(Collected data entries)
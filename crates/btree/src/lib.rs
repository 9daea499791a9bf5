//! In-memory B+Tree index (§4.9) used for ordered, range-scannable
//! indexes. Keys live in a flat arena addressed by `NodeHandle`; there are
//! no parent pointers, so insertion recurses down from the root and any
//! split bubbles back up through the return value.

mod node;

pub use node::{Node, NodeHandle, NodeType};

use common::{DbError, DbResult, RecordId};
use types::Value;

/// Default branching factor (max keys per node) when none is specified.
pub const DEFAULT_ORDER: usize = 3;

/// Orders two keys, treating `NULL` as less than every non-null value of
/// any type. `insert` never stores a `NULL` key (see `check_key_type`), so
/// this only matters for a `NULL` lookup key passed to `search`/`delete` —
/// which then simply finds nothing, rather than panicking.
fn key_cmp(a: &Value, b: &Value) -> std::cmp::Ordering {
    match (a.is_null(), b.is_null()) {
        (true, true) => std::cmp::Ordering::Equal,
        (true, false) => std::cmp::Ordering::Less,
        (false, true) => std::cmp::Ordering::Greater,
        (false, false) => a
            .cmp_same_type(b)
            .expect("btree keys for a single index are always the same SQL type"),
    }
}

#[derive(Debug)]
pub struct BPlusTree {
    arena: Vec<Node>,
    root: NodeHandle,
    order: usize,
    size: usize,
}

impl BPlusTree {
    pub fn new(order: usize) -> Self {
        assert!(order >= 2, "branching factor must be at least 2");
        Self {
            arena: vec![Node::new_leaf()],
            root: 0,
            order,
            size: 0,
        }
    }

    pub fn len(&self) -> usize {
        self.size
    }

    pub fn is_empty(&self) -> bool {
        self.size == 0
    }

    pub fn search(&self, key: &Value) -> Vec<RecordId> {
        let leaf = self.find_leaf(key);
        match &self.arena[leaf] {
            Node::Leaf { entries, .. } => entries
                .iter()
                .filter(|(k, _)| key_cmp(k, key) == std::cmp::Ordering::Equal)
                .map(|(_, rid)| *rid)
                .collect(),
            Node::Internal { .. } => unreachable!("find_leaf always returns a leaf"),
        }
    }

    pub fn range_scan(&self, low: Option<&Value>, high: Option<&Value>) -> Vec<RecordId> {
        let mut handle = match low {
            Some(key) => self.find_leaf(key),
            None => self.leftmost_leaf(),
        };
        let mut results = Vec::new();

        loop {
            let (entries, next) = match &self.arena[handle] {
                Node::Leaf { entries, next_leaf } => (entries, *next_leaf),
                Node::Internal { .. } => unreachable!("descent always lands on a leaf"),
            };

            for (k, rid) in entries {
                if let Some(lo) = low {
                    if key_cmp(k, lo) == std::cmp::Ordering::Less {
                        continue;
                    }
                }
                if let Some(hi) = high {
                    if key_cmp(k, hi) == std::cmp::Ordering::Greater {
                        return results;
                    }
                }
                results.push(*rid);
            }

            match next {
                Some(n) => handle = n,
                None => return results,
            }
        }
    }

    pub fn scan_all(&self) -> Vec<(Value, RecordId)> {
        let mut handle = self.leftmost_leaf();
        let mut results = Vec::new();
        loop {
            let (entries, next) = match &self.arena[handle] {
                Node::Leaf { entries, next_leaf } => (entries.clone(), *next_leaf),
                Node::Internal { .. } => unreachable!("descent always lands on a leaf"),
            };
            results.extend(entries);
            match next {
                Some(n) => handle = n,
                None => return results,
            }
        }
    }

    pub fn insert(&mut self, key: Value, rid: RecordId) -> DbResult<()> {
        check_key_type(&key)?;
        if let Some((split_key, new_child)) = self.insert_recursive(self.root, key, rid)? {
            let new_root = Node::Internal {
                keys: vec![split_key],
                children: vec![self.root, new_child],
            };
            self.root = self.push(new_root);
        }
        self.size += 1;
        Ok(())
    }

    /// Removes one matching (key, rid) entry from its leaf. Does not
    /// rebalance — an underflowed leaf is left as-is, matching this index's
    /// append-and-scan usage pattern.
    pub fn delete(&mut self, key: &Value, rid: RecordId) -> bool {
        let leaf = self.find_leaf(key);
        match &mut self.arena[leaf] {
            Node::Leaf { entries, .. } => {
                let before = entries.len();
                let mut removed = false;
                entries.retain(|(k, r)| {
                    if !removed && key_cmp(k, key) == std::cmp::Ordering::Equal && *r == rid {
                        removed = true;
                        false
                    } else {
                        true
                    }
                });
                if entries.len() < before {
                    self.size -= 1;
                    true
                } else {
                    false
                }
            }
            Node::Internal { .. } => unreachable!("find_leaf always returns a leaf"),
        }
    }

    fn push(&mut self, node: Node) -> NodeHandle {
        self.arena.push(node);
        self.arena.len() - 1
    }

    fn leftmost_leaf(&self) -> NodeHandle {
        let mut handle = self.root;
        loop {
            match &self.arena[handle] {
                Node::Internal { children, .. } => handle = children[0],
                Node::Leaf { .. } => return handle,
            }
        }
    }

    fn find_leaf(&self, key: &Value) -> NodeHandle {
        let mut handle = self.root;
        loop {
            match &self.arena[handle] {
                Node::Internal { keys, children } => {
                    let idx = keys.partition_point(|k| key_cmp(k, key) != std::cmp::Ordering::Greater);
                    handle = children[idx];
                }
                Node::Leaf { .. } => return handle,
            }
        }
    }

    fn insert_recursive(
        &mut self,
        handle: NodeHandle,
        key: Value,
        rid: RecordId,
    ) -> DbResult<Option<(Value, NodeHandle)>> {
        match self.arena[handle].clone() {
            Node::Internal { keys, children } => {
                let idx = keys.partition_point(|k| key_cmp(k, &key) != std::cmp::Ordering::Greater);
                let child = children[idx];
                let split = self.insert_recursive(child, key, rid)?;

                let Some((split_key, new_child)) = split else {
                    return Ok(None);
                };

                let mut new_keys = keys;
                let mut new_children = children;
                new_keys.insert(idx, split_key);
                new_children.insert(idx + 1, new_child);

                if new_keys.len() > self.order {
                    let mid = new_keys.len() / 2;
                    let promoted = new_keys[mid].clone();
                    let right_keys = new_keys.split_off(mid + 1);
                    new_keys.truncate(mid);
                    let right_children = new_children.split_off(mid + 1);

                    self.arena[handle] = Node::Internal {
                        keys: new_keys,
                        children: new_children,
                    };
                    let right_handle = self.push(Node::Internal {
                        keys: right_keys,
                        children: right_children,
                    });
                    Ok(Some((promoted, right_handle)))
                } else {
                    self.arena[handle] = Node::Internal {
                        keys: new_keys,
                        children: new_children,
                    };
                    Ok(None)
                }
            }
            Node::Leaf { mut entries, next_leaf } => {
                let idx = entries.partition_point(|(k, _)| key_cmp(k, &key) != std::cmp::Ordering::Greater);
                entries.insert(idx, (key, rid));

                if entries.len() > self.order {
                    let mid = entries.len() / 2;
                    let right_entries = entries.split_off(mid);
                    let split_key = right_entries[0].0.clone();

                    let right_handle = self.push(Node::Leaf {
                        entries: right_entries,
                        next_leaf,
                    });
                    self.arena[handle] = Node::Leaf {
                        entries,
                        next_leaf: Some(right_handle),
                    };
                    Ok(Some((split_key, right_handle)))
                } else {
                    self.arena[handle] = Node::Leaf { entries, next_leaf };
                    Ok(None)
                }
            }
        }
    }
}

impl Default for BPlusTree {
    fn default() -> Self {
        Self::new(DEFAULT_ORDER)
    }
}

pub fn check_key_type(key: &Value) -> DbResult<()> {
    if key.is_null() {
        return Err(DbError::Constraint("index key cannot be NULL".into()));
    }
    Ok(())
}

#[cfg(test)]
mod tests;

■ EXERCISE OBJECTIVE
Above are the records; copy each line from them that includes the string "bool".

■ RESULT BELOW
    pub fn is_empty(&self) -> bool {
    pub fn delete(&mut self, key: &Value, rid: RecordId) -> bool {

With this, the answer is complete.